We will develop and validate a general framework for modelling complex diseases using the large-scale multimodal data. The project has two linked aims: (i) improve individual-level risk prediction through principled fusion of heterogeneous modalities; and (ii) move beyond associations by identifying and validating interpretable causal pathways.
Research questions
(1) Do multimodal fusion models outperform single-modality and conventional risk models for predicting incident complex disease outcomes?
(2) Which cross-modal interactions are most predictive and biologically plausible?
(3) Which candidate drivers are supported by causal evidence and are robust across subgroups?
Objectives
(1) Build a multimodal architecture that combines tabular transformers with imaging encoders using cross-attention and masking to handle partial-modality samples.
(2) Deliver calibrated prediction with rigorous internal validation and fairness/subgroup checks.
(3) Learn a constrained causal graph guided by genetic instruments and biological priors, then validate key links with Mendelian randomization and sensitivity analyses.

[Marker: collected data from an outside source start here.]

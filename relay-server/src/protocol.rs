//! Connection handshake and websocket accept path.
//!
//! A new transport must identify itself before it is registered: the first
//! frame is a `NEW_CONNECTION` envelope whose `FROM` is the client's public
//! key. The relay answers with an `ACK` and starts the session.

use crate::connection::Connection;
use crate::error::HandshakeError;
use crate::server::RelayServer;
use crate::session::SessionEnd;
use crate::transport::{websocket, FrameSink, FrameSource};
use relay_types::{labels, Envelope, PublicKey};
use std::net::SocketAddr;
use std::sync::atomic::Ordering;
use std::sync::Arc;
use std::time::Duration;
use tokio::net::TcpStream;
use tokio::task::JoinHandle;

/// Wait for `NEW_CONNECTION` and return the presented public key.
///
/// # Errors
///
/// Fails on timeout, transport close or error, an undecodable frame, a
/// wrong label, an empty key, or when the key's connection rate is exceeded.
pub async fn handshake<S: FrameSource>(
    relay: &RelayServer,
    source: &mut S,
) -> Result<PublicKey, HandshakeError> {
    let timeout_secs = relay.config().limits.hello_timeout_secs;
    let frame = match tokio::time::timeout(Duration::from_secs(timeout_secs), source.read_frame())
        .await
    {
        Ok(Ok(Some(frame))) => frame,
        Ok(Ok(None)) => return Err(HandshakeError::Closed),
        Ok(Err(e)) => return Err(e.into()),
        Err(_) => return Err(HandshakeError::Timeout(timeout_secs)),
    };

    let hello = Envelope::decode(&frame)?;
    if !hello.has_label(labels::NEW_CONNECTION) {
        return Err(HandshakeError::UnexpectedLabel(hello.label));
    }
    if hello.from.is_empty() {
        return Err(HandshakeError::MissingKey);
    }

    if let Err(e) = relay.rate_limits().check_connection(&hello.from) {
        relay.metrics().rate_limit_hits.fetch_add(1, Ordering::Relaxed);
        tracing::warn!(
            "Connection rate limited for {}: {}",
            hello.from.fingerprint(),
            e
        );
        return Err(HandshakeError::RateLimited(hello.from));
    }

    Ok(hello.from)
}

/// Run the handshake on a fresh transport and start its session.
///
/// On failure the transport is closed and nothing is registered.
pub async fn establish<S, K>(
    relay: &Arc<RelayServer>,
    mut source: S,
    mut sink: K,
) -> Result<(Connection, JoinHandle<SessionEnd>), HandshakeError>
where
    S: FrameSource + 'static,
    K: FrameSink + 'static,
{
    match handshake(relay, &mut source).await {
        Ok(public_key) => Ok(relay.attach_greeted(public_key, source, sink)),
        Err(e) => {
            relay.metrics().handshake_failures.fetch_add(1, Ordering::Relaxed);
            if let Err(close_err) = sink.close().await {
                tracing::debug!("Error closing rejected transport: {}", close_err);
            }
            Err(e)
        }
    }
}

/// Upgrade an accepted TCP stream to a websocket and establish a session.
pub async fn accept_websocket(relay: Arc<RelayServer>, stream: TcpStream, peer: SocketAddr) {
    let limits = &relay.config().limits;
    let upgrade = tokio_tungstenite::accept_async_with_config(
        stream,
        Some(websocket::ws_config(limits.max_frame_size)),
    );

    let ws = match tokio::time::timeout(Duration::from_secs(limits.hello_timeout_secs), upgrade)
        .await
    {
        Ok(Ok(ws)) => ws,
        Ok(Err(e)) => {
            relay.metrics().handshake_failures.fetch_add(1, Ordering::Relaxed);
            tracing::debug!("Websocket upgrade failed for {}: {}", peer, e);
            return;
        }
        Err(_) => {
            relay.metrics().handshake_failures.fetch_add(1, Ordering::Relaxed);
            tracing::debug!("Websocket upgrade timed out for {}", peer);
            return;
        }
    };

    let (source, sink) = websocket::split(ws);
    if let Err(e) = establish(&relay, source, sink).await {
        tracing::warn!("Handshake failed for {}: {}", peer, e);
    }
}
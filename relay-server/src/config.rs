//! Configuration loading for the relay.
//!
//! Configuration is loaded from a TOML file (default: `relay.toml`). Every
//! section and field is optional and falls back to the defaults below.

use serde::Deserialize;
use std::path::PathBuf;

/// Root configuration for the relay.
#[derive(Debug, Clone, Default, Deserialize)]
#[serde(default)]
pub struct Config {
    /// Server configuration.
    pub server: ServerConfig,
    /// Per-connection limits.
    pub limits: LimitsConfig,
    /// Routing policy.
    pub routing: RoutingConfig,
    /// HTTP endpoints configuration.
    pub http: HttpConfig,
}

/// Server configuration.
#[derive(Debug, Clone, Deserialize)]
pub struct ServerConfig {
    /// Bind address for the websocket listener (default: 127.0.0.1:8080).
    #[serde(default = "default_bind_address")]
    pub bind_address: String,
}

/// Per-connection limits.
#[derive(Debug, Clone, Deserialize)]
pub struct LimitsConfig {
    /// Capacity of each connection's delivery queue (default: 256).
    /// Envelopes routed to a full queue are dropped.
    #[serde(default = "default_delivery_queue_capacity")]
    pub delivery_queue_capacity: usize,
    /// Maximum size of a single websocket frame in bytes (default: 1MB).
    #[serde(default = "default_max_frame_size")]
    pub max_frame_size: usize,
    /// Timeout in seconds for receiving NEW_CONNECTION after the upgrade (default: 10).
    #[serde(default = "default_hello_timeout_secs")]
    pub hello_timeout_secs: u64,
    /// Maximum connection attempts per public key per minute (default: 10).
    #[serde(default = "default_connections_per_key")]
    pub connections_per_key: u32,
    /// Maximum envelopes per sender key per minute (default: 600).
    #[serde(default = "default_messages_per_minute")]
    pub messages_per_minute: u32,
    /// How often idle rate limiter entries are dropped, in seconds (default: 60).
    #[serde(default = "default_limiter_cleanup_interval_secs")]
    pub limiter_cleanup_interval_secs: u64,
}

/// Routing policy.
#[derive(Debug, Clone, Default, Deserialize)]
pub struct RoutingConfig {
    /// Send an ERROR envelope back to the sender when routing fails (default: false).
    #[serde(default)]
    pub notify_sender_on_failure: bool,
}

/// HTTP endpoints configuration.
#[derive(Debug, Clone, Deserialize)]
pub struct HttpConfig {
    /// Bind address for HTTP server (default: 127.0.0.1:9090).
    #[serde(default = "default_http_bind")]
    pub bind_address: String,
    /// Serve /health and /metrics (default: true).
    #[serde(default = "default_http_enabled")]
    pub enabled: bool,
}

// Default value functions
fn default_bind_address() -> String {
    "127.0.0.1:8080".to_string()
}

fn default_delivery_queue_capacity() -> usize {
    256
}

fn default_max_frame_size() -> usize {
    1024 * 1024 // 1MB
}

fn default_hello_timeout_secs() -> u64 {
    10
}

fn default_connections_per_key() -> u32 {
    10
}

fn default_messages_per_minute() -> u32 {
    600
}

fn default_limiter_cleanup_interval_secs() -> u64 {
    60
}

fn default_http_bind() -> String {
    "127.0.0.1:9090".to_string()
}

fn default_http_enabled() -> bool {
    true
}

impl Default for ServerConfig {
    fn default() -> Self {
        Self {
            bind_address: default_bind_address(),
        }
    }
}

impl Default for LimitsConfig {
    fn default() -> Self {
        Self {
            delivery_queue_capacity: default_delivery_queue_capacity(),
            max_frame_size: default_max_frame_size(),
            hello_timeout_secs: default_hello_timeout_secs(),
            connections_per_key: default_connections_per_key(),
            messages_per_minute: default_messages_per_minute(),
            limiter_cleanup_interval_secs: default_limiter_cleanup_interval_secs(),
        }
    }
}

impl Default for HttpConfig {
    fn default() -> Self {
        Self {
            bind_address: default_http_bind(),
            enabled: default_http_enabled(),
        }
    }
}

impl Config {
    /// Load configuration from a TOML file.
    ///
    /// # Errors
    ///
    /// Returns an error if the file cannot be read or parsed.
    pub fn from_file(path: &std::path::Path) -> Result<Self, ConfigError> {
        let content = std::fs::read_to_string(path).map_err(|e| ConfigError::ReadError {
            path: path.to_path_buf(),
            source: e,
        })?;

        toml::from_str(&content).map_err(|e| ConfigError::ParseError {
            path: path.to_path_buf(),
            source: e,
        })
    }

    /// Check addresses and limits before the server starts.
    ///
    /// # Errors
    ///
    /// Returns the first invalid setting found.
    pub fn validate(&self) -> Result<(), ConfigError> {
        validate_address(&self.server.bind_address)?;
        if self.http.enabled {
            validate_address(&self.http.bind_address)?;
        }

        let limits = &self.limits;
        let checks = [
            ("limits.delivery_queue_capacity", limits.delivery_queue_capacity == 0),
            ("limits.max_frame_size", limits.max_frame_size == 0),
            ("limits.hello_timeout_secs", limits.hello_timeout_secs == 0),
            ("limits.connections_per_key", limits.connections_per_key == 0),
            ("limits.messages_per_minute", limits.messages_per_minute == 0),
            (
                "limits.limiter_cleanup_interval_secs",
                limits.limiter_cleanup_interval_secs == 0,
            ),
        ];
        match checks.into_iter().find(|(_, is_zero)| *is_zero) {
            Some((name, _)) => Err(ConfigError::InvalidLimit { name }),
            None => Ok(()),
        }
    }
}

/// Validate a `host:port` bind address.
///
/// Port 0 asks the OS for an ephemeral port and is accepted. Ports 1-1023
/// are privileged and rejected.
pub fn validate_address(address: &str) -> Result<(), ConfigError> {
    let invalid = |reason: &str| ConfigError::InvalidAddress {
        address: address.to_string(),
        reason: reason.to_string(),
    };

    let (host, port) = address
        .rsplit_once(':')
        .ok_or_else(|| invalid("port not specified (example: 127.0.0.1:8080)"))?;
    let host = host.trim_start_matches('[').trim_end_matches(']');
    if host.is_empty() || host.contains(char::is_whitespace) {
        return Err(invalid("invalid host (example: 127.0.0.1:8080)"));
    }
    let port: u16 = port
        .parse()
        .map_err(|_| invalid("invalid port (example: 127.0.0.1:8080)"))?;

    if (1..1024).contains(&port) {
        return Err(ConfigError::PrivilegedPort {
            address: address.to_string(),
            port,
        });
    }
    Ok(())
}

/// Configuration error types.
#[derive(Debug, thiserror::Error)]
pub enum ConfigError {
    /// Failed to read configuration file.
    #[error("failed to read config file {path}: {source}")]
    ReadError {
        /// Path to the configuration file.
        path: PathBuf,
        /// Underlying I/O error.
        source: std::io::Error,
    },
    /// Failed to parse configuration file.
    #[error("failed to parse config file {path}: {source}")]
    ParseError {
        /// Path to the configuration file.
        path: PathBuf,
        /// Underlying TOML parse error.
        source: toml::de::Error,
    },
    /// Bind address is not a usable `host:port`.
    #[error("invalid address {address}: {reason}")]
    InvalidAddress {
        /// The rejected address.
        address: String,
        /// What is wrong with it.
        reason: String,
    },
    /// Bind address uses a privileged port.
    #[error("port {port} in {address} is privileged (below 1024)")]
    PrivilegedPort {
        /// The rejected address.
        address: String,
        /// The privileged port.
        port: u16,
    },
    /// A limit that must be positive is zero.
    #[error("{name} must be greater than zero")]
    InvalidLimit {
        /// Config key of the limit.
        name: &'static str,
    },
}

#[cfg(test)]
mod tests {
    use super::*;
    use std::io::Write;

    #[test]
    fn default_config_is_valid() {
        let config = Config::default();
        assert_eq!(config.server.bind_address, "127.0.0.1:8080");
        assert_eq!(config.limits.delivery_queue_capacity, 256);
        assert!(!config.routing.notify_sender_on_failure);
        config.validate().unwrap();
    }

    #[test]
    fn config_from_toml_string() {
        let toml = r#"
[server]
bind_address = "0.0.0.0:5000"

[limits]
delivery_queue_capacity = 8
max_frame_size = 4096

[routing]
notify_sender_on_failure = true

[http]
bind_address = "0.0.0.0:9191"
enabled = false
"#;

        let config: Config = toml::from_str(toml).unwrap();
        assert_eq!(config.server.bind_address, "0.0.0.0:5000");
        assert_eq!(config.limits.delivery_queue_capacity, 8);
        assert_eq!(config.limits.max_frame_size, 4096);
        assert_eq!(config.limits.hello_timeout_secs, 10);
        assert!(config.routing.notify_sender_on_failure);
        assert_eq!(config.http.bind_address, "0.0.0.0:9191");
        assert!(!config.http.enabled);
    }

    #[test]
    fn empty_config_uses_defaults() {
        let config: Config = toml::from_str("").unwrap();
        assert_eq!(config.limits.max_frame_size, 1024 * 1024);
        assert_eq!(config.limits.messages_per_minute, 600);
        assert_eq!(config.http.bind_address, "127.0.0.1:9090");
    }

    #[test]
    fn config_loads_from_file() {
        let mut file = tempfile::NamedTempFile::new().unwrap();
        writeln!(file, "[limits]\ndelivery_queue_capacity = 3").unwrap();

        let config = Config::from_file(file.path()).unwrap();
        assert_eq!(config.limits.delivery_queue_capacity, 3);
    }

    #[test]
    fn missing_file_is_read_error() {
        let err = Config::from_file(std::path::Path::new("/nonexistent/relay.toml")).unwrap_err();
        assert!(matches!(err, ConfigError::ReadError { .. }));
    }

    #[test]
    fn bad_toml_is_parse_error() {
        let mut file = tempfile::NamedTempFile::new().unwrap();
        writeln!(file, "[limits]\ndelivery_queue_capacity = \"many\"").unwrap();

        let err = Config::from_file(file.path()).unwrap_err();
        assert!(matches!(err, ConfigError::ParseError { .. }));
    }

    #[test]
    fn addresses_validated() {
        validate_address("127.0.0.1:8080").unwrap();
        validate_address("localhost:9000").unwrap();
        validate_address("[::1]:8080").unwrap();
        validate_address("127.0.0.1:0").unwrap();

        assert!(matches!(
            validate_address("This is a very invalid address."),
            Err(ConfigError::InvalidAddress { .. })
        ));
        assert!(matches!(
            validate_address("127.0.0.1"),
            Err(ConfigError::InvalidAddress { .. })
        ));
        assert!(matches!(
            validate_address(":8080"),
            Err(ConfigError::InvalidAddress { .. })
        ));
        assert!(matches!(
            validate_address("127.0.0.1:99999"),
            Err(ConfigError::InvalidAddress { .. })
        ));
        assert!(matches!(
            validate_address("127.0.0.1:1001"),
            Err(ConfigError::PrivilegedPort { port: 1001, .. })
        ));
    }

    #[test]
    fn zero_limits_rejected() {
        let mut config = Config::default();
        config.limits.delivery_queue_capacity = 0;
        assert!(matches!(
            config.validate(),
            Err(ConfigError::InvalidLimit {
                name: "limits.delivery_queue_capacity"
            })
        ));
    }

    #[test]
    fn disabled_http_address_not_checked() {
        let mut config = Config::default();
        config.http.enabled = false;
        config.http.bind_address = "nonsense".to_string();
        config.validate().unwrap();
    }
}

(4) Translate validated effects into interpretable risk scores and candidate biomarkers.
Scientific rationale
Complex diseases are rarely isolated and they are driven by intricate, cross-system interactions that traditional single-modality models fail to capture. This project aims to bridge this gap by establishing a computational framework for complex disease modeling. While the methodology is applicable to various complex traits, we will initially validate it on metabolic and psychiatric disorders. This approach allows us to rigorously test the model’s ability to unravel the biological mechanisms linking distinct physiological systems(e.g., the liver-brain axis), paving the way for precision prevention strategies applicable to a wide range of chronic conditions.